Required action: Give again the lines of the data from its first line through the line with "pub fn new()". Change nothing.

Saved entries
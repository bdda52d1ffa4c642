//! Copyright (c) 2025, Kirky.X
//!
//! MIT License
//!
//! 该模块定义了进程内缓存后端，用于测试和无Redis的单机部署。

use super::CacheBackend;
use crate::error::{Result, SyncError};
use async_trait::async_trait;
use dashmap::DashMap;
use regex::Regex;
use tracing::{debug, instrument};

/// 进程内缓存后端
///
/// 语义与Redis后端保持一致：无过期、删除不存在的键不报错、按glob模式枚举键
#[derive(Debug, Default)]
pub struct MemoryBackend {
    entries: DashMap<String, Vec<u8>>,
}

impl MemoryBackend {
    pub fn new() -> Self {
        Self::default()
    }

    /// 当前条目数
    pub fn len(&self) -> usize {
        self.entries.len()
    }

    pub fn is_empty(&self) -> bool {
        self.entries.is_empty()
    }

    /// 直接写入原始字节，测试中用于构造损坏条目
    pub fn insert_raw(&self, key: impl Into<String>, value: Vec<u8>) {
        self.entries.insert(key.into(), value);
    }

    /// 清空所有条目
    pub fn flush(&self) {
        self.entries.clear();
    }
}

/// 将Redis风格的glob模式转换为正则表达式
///
/// 支持 `*`、`?` 和 `[...]` 字符类，`\` 转义下一个字符
pub(crate) fn glob_to_regex(pattern: &str) -> Result<Regex> {
    let mut re = String::with_capacity(pattern.len() + 8);
    re.push('^');
    let mut chars = pattern.chars();
    while let Some(c) = chars.next() {
        match c {
            '*' => re.push_str(".*"),
            '?' => re.push('.'),
            '[' => {
                re.push('[');
                for inner in chars.by_ref() {
                    if inner == ']' {
                        break;
                    }
                    if inner == '\\' {
                        re.push_str("\\\\");
                    } else {
                        re.push(inner);
                    }
                }
                re.push(']');
            }
            '\\' => {
                if let Some(escaped) = chars.next() {
                    re.push_str(&regex::escape(&escaped.to_string()));
                }
            }
            other => re.push_str(&regex::escape(&other.to_string())),
        }
    }
    re.push('$');
    Regex::new(&re).map_err(|e| SyncError::Cache(format!("invalid key pattern {}: {}", pattern, e)))
}

#[async_trait]
impl CacheBackend for MemoryBackend {
    fn name(&self) -> &'static str {
        "memory"
    }

    async fn get_bytes(&self, key: &str) -> Result<Option<Vec<u8>>> {
        Ok(self.entries.get(key).map(|entry| entry.value().clone()))
    }

    async fn mget_bytes(&self, keys: &[String]) -> Result<Vec<Option<Vec<u8>>>> {
        Ok(keys
            .iter()
            .map(|key| self.entries.get(key).map(|entry| entry.value().clone()))
            .collect())
    }

    async fn set_bytes(&self, key: &str, value: Vec<u8>) -> Result<()> {
        self.entries.insert(key.to_string(), value);
        Ok(())
    }

    async fn delete(&self, key: &str) -> Result<()> {
        self.entries.remove(key);
        Ok(())
    }

    #[instrument(skip(self), level = "debug")]
    async fn scan_keys(&self, pattern: &str) -> Result<Vec<String>> {
        let matcher = glob_to_regex(pattern)?;
        let mut keys: Vec<String> = self
            .entries
            .iter()
            .filter(|entry| matcher.is_match(entry.key()))
            .map(|entry| entry.key().clone())
            .collect();
        keys.sort_unstable();
        debug!("Memory scan {} matched {} keys", pattern, keys.len());
        Ok(keys)
    }

    async fn ping(&self) -> Result<()> {
        Ok(())
    }
}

Solved exercise:
repository bdda52d1ffa4c642
//! Copyright (c) 2025, Kirky.X
//!
//! MIT License
//!
//! 该模块定义了进程内缓存后端，用于测试和无Redis的单机部署。

use super::CacheBackend;
use crate::error::{Result, SyncError};
use async_trait::async_trait;
use dashmap::DashMap;
use regex::Regex;
use tracing::{debug, instrument};

/// 进程内缓存后端
///
/// 语义与Redis后端保持一致：无过期、删除不存在的键不报错、按glob模式枚举键
#[derive(Debug, Default)]
pub struct MemoryBackend {
    entries: DashMap<String, Vec<u8>>,
}

impl MemoryBackend {
    pub fn new() -> Self {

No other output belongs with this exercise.